There are lots of possible definitions. Here's my current favorite:

Biomedical Informatics is the science underlying the acquisition, maintenance, retrieval, and application of biomedical knowledge and information to improve patient care, medical education, and health sciences research.

Since it is a science, it should not be confused simply with applying information technology to the medical domain.
(credit to Charles Friedman for a similar definition)

I would also add that a primary feature of Biomedical and Health Informatics is its interdisciplinary nature: It connects computer science, medicine, biology and health care, and provides a synergy that goes beyond anything that researchers in any single domain can provide.
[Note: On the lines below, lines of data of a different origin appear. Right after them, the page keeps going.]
//! `geoips get` command - details of a single interface or package

use miette::{miette, IntoDiagnostic, Result};
use serde::Serialize;

use crate::cli::CliContext;
use crate::core::{ArgumentSpec, CommandNode, ResolvedArgs, StructuralError};
use crate::plugins::{InterfaceInfo, PackageInfo, PluginCatalog};

/// Output format for get commands
#[derive(Debug, Clone, Copy, PartialEq, Eq)]
pub enum RecordFormat {
    Yaml,
    Json,
}

impl RecordFormat {
    fn from_args(args: &ResolvedArgs) -> Self {
        match args.value("format") {
            Some("json") => RecordFormat::Json,
            _ => RecordFormat::Yaml,
        }
    }
}

#[derive(Debug, Serialize)]
struct InterfaceDetail {
    #[serde(flatten)]
    info: InterfaceInfo,
    plugins: Vec<String>,
}

#[derive(Debug, Serialize)]
struct PackageDetail {
    #[serde(flatten)]
    info: PackageInfo,
    implemented_interfaces: Vec<String>,
    plugin_count: usize,
}

pub fn command(ctx: &CliContext) -> Result<CommandNode, StructuralError> {
    let catalog = ctx.catalog.clone();
    let interface = CommandNode::leaf(
        "interface",
        "Show one interface and the plugins implementing it",
        vec![ArgumentSpec::positional("interface_name")
            .required()
            .help("Name of the interface, e.g. readers")],
        move |args: &ResolvedArgs| {
            let name = args.value("interface_name").unwrap_or_default();
            let format = RecordFormat::from_args(args);
            println!("{}", interface_record(catalog.as_ref(), name, format)?);
            Ok(0)
        },
    )?;

    let catalog = ctx.catalog.clone();
    let package = CommandNode::leaf(
        "package",
        "Show one installed plugin package",
        vec![ArgumentSpec::positional("package_name")
            .required()
            .help("Name of the package, e.g. geoips")],
        move |args: &ResolvedArgs| {
            let name = args.value("package_name").unwrap_or_default();
            let format = RecordFormat::from_args(args);
            println!("{}", package_record(catalog.as_ref(), name, format)?);
            Ok(0)
        },
    )?;

    CommandNode::router(
        "get",
        "Show details of a single interface or package",
        vec![ArgumentSpec::choice("format", ["yaml", "json"])
            .default_value("yaml")
            .help("Output format")],
        vec![interface, package],
    )
}

fn serialize<T: Serialize>(record: &T, format: RecordFormat) -> Result<String> {
    match format {
        RecordFormat::Yaml => serde_yml::to_string(record).into_diagnostic(),
        RecordFormat::Json => serde_json::to_string_pretty(record).into_diagnostic(),
    }
}

/// `get interface <name>`
pub fn interface_record(
    catalog: &dyn PluginCatalog,
    name: &str,
    format: RecordFormat,
) -> Result<String> {
    let info = catalog.interface(name).ok_or_else(|| {
        miette!(
            code = "geoips::get::unknown_interface",
            help = "run `geoips list interfaces` to see the available interfaces",
            "Interface '{}' does not exist",
            name
        )
    })?;
    let plugins = catalog
        .plugins()
        .into_iter()
        .filter(|p| p.interface == name)
        .map(|p| p.name)
        .collect();
    serialize(&InterfaceDetail { info, plugins }, format)
}

/// `get package <name>`
pub fn package_record(
    catalog: &dyn PluginCatalog,
    name: &str,
    format: RecordFormat,
) -> Result<String> {
    let info = catalog.package(name).ok_or_else(|| {
        miette!(
            code = "geoips::get::unknown_package",
            help = "run `geoips list packages` to see the installed packages",
            "Package '{}' is not installed",
            name
        )
    })?;
    let implemented_interfaces = catalog
        .implemented(Some(name))
        .into_iter()
        .map(|i| i.interface)
        .collect();
    let plugin_count = catalog
        .plugins()
        .iter()
        .filter(|p| p.package == name)
        .count();
    serialize(
        &PackageDetail {
            info,
            implemented_interfaces,
            plugin_count,
        },
        format,
    )
}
Here is material copied from the AMIA web page:

Medical informatics has to do with all aspects of understanding and promoting the effective organization, analysis, management, and use of information in health care. While the field of medical informatics shares the general scope of these interests with some other health care specialties and disciplines, medical informatics has developed its own areas of emphasis and approaches that have set it apart from other disciplines and specialties. For one, a common thread through medical informatics has been the emphasis on technology as an integral tool to help organize, analyze, manage, and use information. In addition, as professionals involved at the intersection of information and technology and health care, those in medical informatics have historically tended to be engaged in the research, development, and evaluation side, and in studying and teaching the theoretical and methodological underpinnings of data applications in health care.